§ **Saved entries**
------

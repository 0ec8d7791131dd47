// Catalog entity types.
// Products and the mock user identity shared across the storefront.

use rust_decimal::Decimal;
use serde::{Deserialize, Serialize};

/// A product in the static catalog. Never mutated after startup.
#[derive(Debug, Clone, PartialEq, Eq, Serialize, Deserialize)]
pub struct Product {
    pub id: String,
    pub name: String,
    pub price: Decimal,
    pub image: String,
    pub category: String,
    pub brand: String,
    pub description: String,
    #[serde(default)]
    pub is_new: bool,
    #[serde(default)]
    pub is_on_sale: bool,
}

impl Product {
    /// Short badge shown next to the product name.
    pub fn badge(&self) -> Option<&'static str> {
        if self.is_new {
            Some("NEW")
        } else if self.is_on_sale {
            Some("SALE")
        } else {
            None
        }
    }
}

/// An authenticated shopper.
#[derive(Debug, Clone, PartialEq, Eq, Serialize, Deserialize)]
pub struct User {
    pub name: String,
    pub email: String,
    pub id: String,
    pub balance: Decimal,
}

impl User {
    /// First word of the display name, used in greetings.
    pub fn first_name(&self) -> &str {
        self.name.split_whitespace().next().unwrap_or(&self.name)
    }
}

/// Format a price for display (e.g., "$85.00").
pub fn format_price(amount: Decimal) -> String {
    format!("${:.2}", amount)
}

#[cfg(test)]
mod tests {
    use super::*;

    #[test]
    fn test_first_name() {
        let user = User {
            name: "Alex Doe".to_string(),
            email: "alex@example.com".to_string(),
            id: "1".to_string(),
            balance: Decimal::ZERO,
        };
        assert_eq!(user.first_name(), "Alex");

        let mononym = User {
            name: "Prince".to_string(),
            ..user
        };
        assert_eq!(mononym.first_name(), "Prince");
    }

    #[test]
    fn test_format_price() {
        assert_eq!(format_price(Decimal::new(8500, 2)), "$85.00");
        assert_eq!(format_price(Decimal::new(1240, 1)), "$124.00");
        assert_eq!(format_price(Decimal::from(400)), "$400.00");
    }
}
// Toast notification state.
// A single transient message with an auto-dismiss deadline.

use std::time::{Duration, Instant};

/// The one live toast. A new trigger replaces the message and restarts the timer.
#[derive(Debug, Clone)]
pub struct Toast {
    message: Option<String>,
    visible: bool,
    deadline: Option<Instant>,
    duration: Duration,
}

impl Toast {
    pub fn new(duration: Duration) -> Self {
        Self {
            message: None,
            visible: false,
            deadline: None,
            duration,
        }
    }

    /// Show a message, resetting any pending dismiss deadline.
    pub fn show(&mut self, message: impl Into<String>, now: Instant) {
        self.message = Some(message.into());
        self.visible = true;
        self.deadline = Some(now + self.duration);
    }

    /// Hide the toast. The last message is kept for the fade-out frame.
    pub fn dismiss(&mut self) {
        self.visible = false;
        self.deadline = None;
    }

    /// Dismiss the toast if its deadline has passed. Returns true if it was hidden.
    pub fn tick(&mut self, now: Instant) -> bool {
        match self.deadline {
            Some(deadline) if self.visible && now >= deadline => {
                self.dismiss();
                true
            }
            _ => false,
        }
    }

    pub fn is_visible(&self) -> bool {
        self.visible
    }

    pub fn message(&self) -> Option<&str> {
        self.message.as_deref()
    }

    /// Message to draw while visible.
    pub fn visible_message(&self) -> Option<&str> {
        if self.visible {
            Some(self.message.as_deref().unwrap_or("Action Successful"))
        } else {
            None
        }
    }

    pub fn deadline(&self) -> Option<Instant> {
        self.deadline
    }
}

impl Default for Toast {
    fn default() -> Self {
        Self::new(Duration::from_secs(3))
    }
}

------

§ **Instructions to follow**
How many lines in the records above contain the word "Prince"? Give only the number.

§ **Solution**
2